→ EXERCISE DETAILS
Print the lines that run from the line with "let mut out = String::with_capacity(input.len());" to the line with "and values percent-encoded.", keeping both end lines, exactly as they appear in the entries below, and nothing else.

*** SUPPLIED MATERIAL ***

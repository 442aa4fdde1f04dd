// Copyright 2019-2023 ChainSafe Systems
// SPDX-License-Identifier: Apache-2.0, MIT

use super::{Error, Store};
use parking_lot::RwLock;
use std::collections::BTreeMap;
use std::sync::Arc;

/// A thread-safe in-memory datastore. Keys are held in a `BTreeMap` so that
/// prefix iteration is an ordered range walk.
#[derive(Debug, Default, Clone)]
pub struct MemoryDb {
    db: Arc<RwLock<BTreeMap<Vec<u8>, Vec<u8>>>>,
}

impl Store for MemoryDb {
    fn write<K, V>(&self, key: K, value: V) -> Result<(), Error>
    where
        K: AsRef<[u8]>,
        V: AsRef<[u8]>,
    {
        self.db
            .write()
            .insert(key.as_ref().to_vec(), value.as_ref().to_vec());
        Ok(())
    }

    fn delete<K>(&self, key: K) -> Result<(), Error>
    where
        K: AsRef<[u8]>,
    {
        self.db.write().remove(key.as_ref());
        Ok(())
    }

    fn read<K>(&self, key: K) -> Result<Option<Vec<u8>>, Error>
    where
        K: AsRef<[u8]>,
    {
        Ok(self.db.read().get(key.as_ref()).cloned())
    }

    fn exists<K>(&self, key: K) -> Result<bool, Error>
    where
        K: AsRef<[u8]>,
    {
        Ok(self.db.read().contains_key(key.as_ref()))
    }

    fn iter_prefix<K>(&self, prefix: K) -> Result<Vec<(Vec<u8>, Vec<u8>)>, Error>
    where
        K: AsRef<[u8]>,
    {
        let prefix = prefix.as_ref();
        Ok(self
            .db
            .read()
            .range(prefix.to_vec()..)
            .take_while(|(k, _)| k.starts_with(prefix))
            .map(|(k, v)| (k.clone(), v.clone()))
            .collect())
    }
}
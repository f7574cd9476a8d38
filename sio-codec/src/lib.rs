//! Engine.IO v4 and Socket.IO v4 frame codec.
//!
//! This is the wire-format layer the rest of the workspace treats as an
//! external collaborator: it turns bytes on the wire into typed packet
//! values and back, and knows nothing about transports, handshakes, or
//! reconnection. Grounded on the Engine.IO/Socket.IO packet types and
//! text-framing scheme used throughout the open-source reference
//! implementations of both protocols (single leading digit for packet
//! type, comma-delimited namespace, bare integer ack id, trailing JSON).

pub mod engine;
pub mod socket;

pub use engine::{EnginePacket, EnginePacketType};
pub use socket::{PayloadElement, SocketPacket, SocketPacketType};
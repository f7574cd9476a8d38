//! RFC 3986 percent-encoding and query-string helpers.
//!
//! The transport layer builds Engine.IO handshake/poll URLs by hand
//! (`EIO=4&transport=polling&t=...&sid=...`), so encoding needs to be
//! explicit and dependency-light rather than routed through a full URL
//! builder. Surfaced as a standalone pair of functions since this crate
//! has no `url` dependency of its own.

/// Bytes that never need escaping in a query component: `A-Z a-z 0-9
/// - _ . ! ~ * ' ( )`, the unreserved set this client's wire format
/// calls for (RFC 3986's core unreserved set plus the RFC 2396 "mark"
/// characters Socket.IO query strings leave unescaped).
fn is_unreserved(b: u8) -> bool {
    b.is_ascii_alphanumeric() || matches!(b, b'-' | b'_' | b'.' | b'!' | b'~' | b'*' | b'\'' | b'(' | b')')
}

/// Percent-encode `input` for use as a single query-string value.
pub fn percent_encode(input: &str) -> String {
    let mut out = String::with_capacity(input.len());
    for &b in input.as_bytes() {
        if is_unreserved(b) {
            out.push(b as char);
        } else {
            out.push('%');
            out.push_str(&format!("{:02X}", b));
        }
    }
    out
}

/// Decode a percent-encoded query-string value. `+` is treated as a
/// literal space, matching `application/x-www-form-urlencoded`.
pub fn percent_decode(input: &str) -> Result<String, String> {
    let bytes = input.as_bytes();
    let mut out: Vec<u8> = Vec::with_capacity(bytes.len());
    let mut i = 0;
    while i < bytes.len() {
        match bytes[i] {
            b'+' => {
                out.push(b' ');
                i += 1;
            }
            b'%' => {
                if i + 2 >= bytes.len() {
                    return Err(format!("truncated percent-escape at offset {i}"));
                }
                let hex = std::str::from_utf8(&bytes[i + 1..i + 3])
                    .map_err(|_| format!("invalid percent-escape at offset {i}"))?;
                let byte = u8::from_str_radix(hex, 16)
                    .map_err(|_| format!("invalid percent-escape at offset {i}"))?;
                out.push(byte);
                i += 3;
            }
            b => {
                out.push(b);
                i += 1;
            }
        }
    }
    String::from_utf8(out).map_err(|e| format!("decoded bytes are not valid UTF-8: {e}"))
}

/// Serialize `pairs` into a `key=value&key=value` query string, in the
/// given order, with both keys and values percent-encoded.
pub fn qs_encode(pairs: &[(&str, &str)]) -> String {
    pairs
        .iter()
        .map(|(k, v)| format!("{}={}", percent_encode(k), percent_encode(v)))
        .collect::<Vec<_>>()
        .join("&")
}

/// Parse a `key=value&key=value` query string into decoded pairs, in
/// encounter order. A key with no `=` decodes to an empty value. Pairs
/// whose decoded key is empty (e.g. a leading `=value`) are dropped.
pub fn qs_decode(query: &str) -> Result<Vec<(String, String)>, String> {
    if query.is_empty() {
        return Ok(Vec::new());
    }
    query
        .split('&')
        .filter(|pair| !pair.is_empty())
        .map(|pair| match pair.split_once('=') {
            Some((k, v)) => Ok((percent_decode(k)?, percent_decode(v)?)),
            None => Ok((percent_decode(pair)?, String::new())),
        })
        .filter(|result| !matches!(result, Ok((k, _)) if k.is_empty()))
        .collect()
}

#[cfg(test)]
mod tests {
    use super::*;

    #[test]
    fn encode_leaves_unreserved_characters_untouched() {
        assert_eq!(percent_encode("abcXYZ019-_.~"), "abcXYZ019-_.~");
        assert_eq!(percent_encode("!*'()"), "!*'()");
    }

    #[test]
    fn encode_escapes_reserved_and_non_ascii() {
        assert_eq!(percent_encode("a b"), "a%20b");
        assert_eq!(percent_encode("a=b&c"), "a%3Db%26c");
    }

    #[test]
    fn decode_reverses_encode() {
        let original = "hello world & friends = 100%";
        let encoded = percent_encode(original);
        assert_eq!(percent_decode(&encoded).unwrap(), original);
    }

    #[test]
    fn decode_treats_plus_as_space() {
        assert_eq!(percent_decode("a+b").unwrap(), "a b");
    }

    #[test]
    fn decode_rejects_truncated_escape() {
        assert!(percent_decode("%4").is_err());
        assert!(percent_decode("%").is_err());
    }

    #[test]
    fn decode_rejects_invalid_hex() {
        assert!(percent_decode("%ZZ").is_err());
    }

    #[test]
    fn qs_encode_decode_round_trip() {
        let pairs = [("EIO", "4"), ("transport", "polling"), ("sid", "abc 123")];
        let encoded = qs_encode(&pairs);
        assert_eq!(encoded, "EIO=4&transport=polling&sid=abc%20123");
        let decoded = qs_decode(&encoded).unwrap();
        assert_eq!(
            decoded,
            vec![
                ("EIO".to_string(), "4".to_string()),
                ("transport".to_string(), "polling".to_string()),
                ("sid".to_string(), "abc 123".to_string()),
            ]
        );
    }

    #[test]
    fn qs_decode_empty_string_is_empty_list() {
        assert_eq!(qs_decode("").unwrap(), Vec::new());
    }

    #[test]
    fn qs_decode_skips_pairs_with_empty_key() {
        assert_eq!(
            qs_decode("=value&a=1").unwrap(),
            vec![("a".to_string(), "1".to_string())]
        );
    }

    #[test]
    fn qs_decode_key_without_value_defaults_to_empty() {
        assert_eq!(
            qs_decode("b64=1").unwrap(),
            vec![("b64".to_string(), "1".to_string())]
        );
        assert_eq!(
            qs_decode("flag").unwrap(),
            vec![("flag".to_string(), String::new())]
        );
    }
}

***

→ RESULT OF THIS EXERCISE
    let mut out = String::with_capacity(input.len());
    for &b in input.as_bytes() {
        if is_unreserved(b) {
            out.push(b as char);
        } else {
            out.push('%');
            out.push_str(&format!("{:02X}", b));
        }
    }
    out
}

/// Decode a percent-encoded query-string value. `+` is treated as a
/// literal space, matching `application/x-www-form-urlencoded`.
pub fn percent_decode(input: &str) -> Result<String, String> {
    let bytes = input.as_bytes();
    let mut out: Vec<u8> = Vec::with_capacity(bytes.len());
    let mut i = 0;
    while i < bytes.len() {
        match bytes[i] {
            b'+' => {
                out.push(b' ');
                i += 1;
            }
            b'%' => {
                if i + 2 >= bytes.len() {
                    return Err(format!("truncated percent-escape at offset {i}"));
                }
                let hex = std::str::from_utf8(&bytes[i + 1..i + 3])
                    .map_err(|_| format!("invalid percent-escape at offset {i}"))?;
                let byte = u8::from_str_radix(hex, 16)
                    .map_err(|_| format!("invalid percent-escape at offset {i}"))?;
                out.push(byte);
                i += 3;
            }
            b => {
                out.push(b);
                i += 1;
            }
        }
    }
    String::from_utf8(out).map_err(|e| format!("decoded bytes are not valid UTF-8: {e}"))
}

/// Serialize `pairs` into a `key=value&key=value` query string, in the
/// given order, with both keys and values percent-encoded.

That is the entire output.